“Today many businesses leave the decision of how, or even whether, to use AI solutions to their individual business units. Often little action is taken beyond developing proofs of concept. When action is taken, major problems can arise when these units do not collaborate on AI strategy, leaving the company with a host of incompatible or competing AI implementations. Not only can this cost both time and money, but the resulting lack of standards can undermine the ability to transform at scale.”
Rashed Haq, Enterprise Artificial Intelligence Transformation
Strategy can be defined as a continual and creative process in which one goes from where one is to where one wants to be.
In The Strategy Book, Max McKeown succinctly defines strategy as the best route to desirable ends with available means. Michael Porter, the Harvard Business School guru on competitive strategy, reminded us that the root of the problem with strategy is that there is consistent failure to distinguish between operational effectiveness and strategy. He also delineated that strategic positioning achieves sustainable competitive advantage by preserving what is distinctive about an organization, and that this is done by performing different activities from rivals or performing similar activities in different ways (both would be even better).
An AI strategy (or the lack of) in most if not all healthcare organizations is usually not much more than introducing AI technology in the form of one or a few projects in the organization without coherence nor insight. AI strategy should instead be an approach and even philosophy that accommodates the AI technology in a substantive and transformative way to create synergies within the organization.
AI can therefore be an available central resource that is imbued in all sectors in a myriad of ways throughout the entire organization.
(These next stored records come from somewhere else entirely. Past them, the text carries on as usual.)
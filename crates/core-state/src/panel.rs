//! `CardPanel`: one card collection plus the panel state driving its view.

use std::cell::{Cell, RefCell};

use core_model::{Card, CardCollection, PanelConfig};
use core_query::{CardGroup, QueryParameters, group, query_indices};
use core_rules::{CardMetrics, DependencyIndex, RulePolicy, RuleReport, RuleValidator};
use core_text::{TextPosition, insert_text};
use thiserror::Error;
use tracing::{debug, info, trace};

use crate::snapshot::{ImportError, ImportReport, export_snapshot, parse_snapshot};
use crate::{PanelAction, PanelState, reduce};

/// Cached view, valid while both the collection revision and the query
/// parameters are unchanged.
#[derive(Debug)]
struct ViewMemo {
    revision: u64,
    params: QueryParameters,
    indices: Vec<usize>,
}

#[derive(Debug, Clone, PartialEq, Eq, Error)]
pub enum EditError {
    #[error("no card with id `{0}`")]
    UnknownCard(String),
    #[error("card `{0}` is not editable")]
    NotEditable(String),
}

#[derive(Debug)]
pub struct CardPanel {
    cards: CardCollection,
    state: PanelState,
    policy: RulePolicy,
    /// Bumped whenever `cards` changes.
    revision: u64,
    memo: RefCell<Option<ViewMemo>>,
    recomputations: Cell<usize>,
}

impl CardPanel {
    pub fn new(cards: CardCollection, config: &PanelConfig) -> Self {
        let mut state = PanelState::from_config(config);
        state.seed_expanded(&cards);
        Self::with_state(cards, state)
    }

    pub fn with_state(cards: CardCollection, state: PanelState) -> Self {
        Self {
            cards,
            state,
            policy: RulePolicy::advisory(),
            revision: 0,
            memo: RefCell::new(None),
            recomputations: Cell::new(0),
        }
    }

    pub fn with_policy(mut self, policy: RulePolicy) -> Self {
        self.policy = policy;
        self
    }

    pub fn cards(&self) -> &CardCollection {
        &self.cards
    }

    pub fn state(&self) -> &PanelState {
        &self.state
    }

    pub fn policy(&self) -> RulePolicy {
        self.policy
    }

    pub fn revision(&self) -> u64 {
        self.revision
    }

    pub fn dispatch(&mut self, action: PanelAction) {
        trace!(target: "state.panel", ?action, "dispatch");
        self.state = reduce(&self.state, action);
    }

    /// Select `id`. Returns whether the id names a card in the collection.
    pub fn select_card(&mut self, id: &str) -> bool {
        self.dispatch(PanelAction::Select(id.to_string()));
        self.cards.contains(id)
    }

    pub fn toggle_card(&mut self, id: &str) {
        self.dispatch(PanelAction::ToggleExpand(id.to_string()));
    }

    pub fn expand_all(&mut self) {
        let ids = self.cards.ids().map(str::to_string).collect();
        self.dispatch(PanelAction::ExpandAll(ids));
    }

    pub fn collapse_all(&mut self) {
        self.dispatch(PanelAction::CollapseAll);
    }

    /// The selected card, if the selection names one in the collection.
    pub fn selected_card(&self) -> Option<&Card> {
        self.state
            .selected_card_id
            .as_deref()
            .and_then(|id| self.cards.get(id))
    }

    /// Cards to display under the current state. Recomputed only when the
    /// collection or the query parameters changed since the last call.
    pub fn visible_cards(&self) -> Vec<&Card> {
        let params = self.state.query_parameters();
        let mut memo = self.memo.borrow_mut();
        let fresh = memo
            .as_ref()
            .is_some_and(|m| m.revision == self.revision && m.params == params);
        if !fresh {
            let indices = query_indices(&self.cards, &params);
            self.recomputations.set(self.recomputations.get() + 1);
            trace!(
                target: "state.panel",
                revision = self.revision,
                visible = indices.len(),
                "view_recomputed"
            );
            *memo = Some(ViewMemo {
                revision: self.revision,
                params,
                indices,
            });
        }
        let slice = self.cards.as_slice();
        memo.as_ref()
            .map(|m| m.indices.iter().map(|&i| &slice[i]).collect())
            .unwrap_or_default()
    }

    /// Number of times the visible view was actually computed.
    pub fn view_recomputations(&self) -> usize {
        self.recomputations.get()
    }

    /// Visible cards partitioned by the current grouping. Collapsed groups
    /// are listed with no cards.
    pub fn visible_groups(&self) -> Vec<CardGroup<'_>> {
        let view = self.visible_cards();
        let mut groups = group(&view, self.state.group_by);
        for g in &mut groups {
            if self.state.collapsed_groups.contains(g.key) {
                g.cards.clear();
            }
        }
        groups
    }

    pub fn rule_report(&self) -> RuleReport {
        RuleValidator::new(&self.cards).validate_collection()
    }

    pub fn metrics(&self, id: &str) -> Option<CardMetrics> {
        DependencyIndex::new(&self.cards).metrics(id)
    }

    /// Replace the collection, keeping the panel state for ids that survive.
    pub fn replace_cards(&mut self, cards: CardCollection) -> usize {
        let replaced = self.cards.len();
        self.cards = cards;
        self.revision += 1;
        self.state.prune(&self.cards);
        self.state.seed_expanded(&self.cards);
        replaced
    }

    /// Splice `snippet` into a card's code at a 1-based position, or append
    /// it when `at` is `None`. Lines count from the card's first code line,
    /// not from `start_line`. Out-of-range positions clamp.
    pub fn insert_code(
        &mut self,
        id: &str,
        snippet: &str,
        at: Option<TextPosition>,
    ) -> Result<(), EditError> {
        let card = self
            .cards
            .get(id)
            .ok_or_else(|| EditError::UnknownCard(id.to_string()))?;
        if !card.editable {
            return Err(EditError::NotEditable(id.to_string()));
        }
        let code = insert_text(&card.code, snippet, at);
        self.cards.replace_code(id, code);
        self.revision += 1;
        debug!(
            target: "state.panel",
            id,
            inserted = snippet.len(),
            revision = self.revision,
            "code_inserted"
        );
        Ok(())
    }

    pub fn export_cards(&self) -> Result<String, serde_json::Error> {
        export_snapshot(&self.cards)
    }

    /// Replace the collection with a validated snapshot. On any error the
    /// panel is left exactly as it was.
    pub fn import_cards(&mut self, data: &str) -> Result<ImportReport, ImportError> {
        let (cards, report) = parse_snapshot(data, &self.policy)?;
        let cards_imported = cards.len();
        let cards_replaced = self.replace_cards(cards);
        info!(
            target: "state.panel",
            imported = cards_imported,
            replaced = cards_replaced,
            advisories = report.len(),
            revision = self.revision,
            "cards_imported"
        );
        Ok(ImportReport {
            cards_imported,
            cards_replaced,
            advisories: report.violations,
        })
    }
}

#[cfg(test)]
mod tests {
    use super::*;
    use core_model::{CardType, SortDirection, SortKey};
    use pretty_assertions::assert_eq;

    fn panel() -> CardPanel {
        let cards = CardCollection::new(vec![
            Card::new("a", CardType::Function, "alpha").with_order(2),
            Card::new("b", CardType::State, "beta").with_order(1),
            Card::new("c", CardType::Function, "gamma").with_order(3),
        ])
        .unwrap();
        CardPanel::new(cards, &PanelConfig::default())
    }

    fn ids(view: &[&Card]) -> Vec<String> {
        view.iter().map(|c| c.id.clone()).collect()
    }

    #[test]
    fn select_unknown_id_yields_no_card() {
        let mut p = panel();
        assert!(p.select_card("b"));
        assert_eq!(p.selected_card().map(|c| c.name.as_str()), Some("beta"));
        assert!(!p.select_card("zzz"));
        assert!(p.selected_card().is_none());
    }

    #[test]
    fn expand_all_covers_collection() {
        let mut p = panel();
        p.toggle_card("ghost");
        p.expand_all();
        assert_eq!(p.state().expanded_cards.len(), 3);
        p.toggle_card("a");
        assert!(!p.state().is_expanded("a"));
        p.collapse_all();
        assert!(p.state().expanded_cards.is_empty());
    }

    #[test]
    fn view_is_memoised_until_inputs_change() {
        let mut p = panel();
        assert_eq!(ids(&p.visible_cards()), vec!["b", "a", "c"]);
        assert_eq!(ids(&p.visible_cards()), vec!["b", "a", "c"]);
        assert_eq!(p.view_recomputations(), 1);

        // Selection does not affect the view.
        p.select_card("a");
        p.visible_cards();
        assert_eq!(p.view_recomputations(), 1);

        p.dispatch(PanelAction::SetSort(SortKey::Name, SortDirection::Desc));
        assert_eq!(ids(&p.visible_cards()), vec!["c", "b", "a"]);
        assert_eq!(p.view_recomputations(), 2);

        let next = CardCollection::new(vec![Card::new("z", CardType::Class, "zeta")]).unwrap();
        p.replace_cards(next);
        assert_eq!(ids(&p.visible_cards()), vec!["z"]);
        assert_eq!(p.view_recomputations(), 3);
    }

    #[test]
    fn collapsed_group_lists_no_cards() {
        let mut p = panel();
        p.dispatch(PanelAction::SetGroupBy(core_query::GroupBy::Type));
        p.dispatch(PanelAction::ToggleGroup("function".into()));
        let groups = p.visible_groups();
        let sizes: Vec<(&str, usize)> = groups.iter().map(|g| (g.key, g.cards.len())).collect();
        assert_eq!(sizes, vec![("state", 1), ("function", 0)]);
    }

    #[test]
    fn insert_code_splices_and_invalidates_view() {
        let mut p = panel();
        p.dispatch(PanelAction::SetSearch("ready".into()));
        assert!(p.visible_cards().is_empty());

        p.insert_code("b", "ready = true;\n", Some(TextPosition::origin()))
            .unwrap();
        assert_eq!(p.cards().get("b").unwrap().code, "ready = true;\n");
        assert_eq!(ids(&p.visible_cards()), vec!["b"]);
        assert_eq!(p.view_recomputations(), 2);

        assert_eq!(
            p.insert_code("nope", "x", None),
            Err(EditError::UnknownCard("nope".into()))
        );
    }

    #[test]
    fn read_only_card_rejects_edits() {
        let mut card = Card::new("ro", CardType::Class, "Frozen").with_code("class Frozen {}");
        card.editable = false;
        let mut p = CardPanel::new(
            CardCollection::new(vec![card]).unwrap(),
            &PanelConfig::default(),
        );
        assert_eq!(
            p.insert_code("ro", "x", None),
            Err(EditError::NotEditable("ro".into()))
        );
        assert_eq!(p.revision(), 0);
    }

    #[test]
    fn replace_prunes_state_and_bumps_revision() {
        let mut p = panel();
        p.select_card("a");
        p.toggle_card("c");
        let next = CardCollection::new(vec![Card::new("c", CardType::Function, "gamma")]).unwrap();
        assert_eq!(p.replace_cards(next), 3);
        assert_eq!(p.revision(), 1);
        assert_eq!(p.state().selected_card_id, None);
        assert!(p.state().is_expanded("c"));
    }
}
In other words, AI needs to be embedded in the entire organization’s DNA and not in just a few selected members or sectors but in all stakeholders and their departments.
AI should therefore be a fundamental change in the organizational culture so that it becomes a part of the mindset of members from business development to marketing as well as operations and executives in the C-suite and clinicians.
In essence, AI strategy should create a centralized AI focus that is interwoven into the many areas of the organization rather than a fragmented AI approach that is frequently observed in healthcare organizations.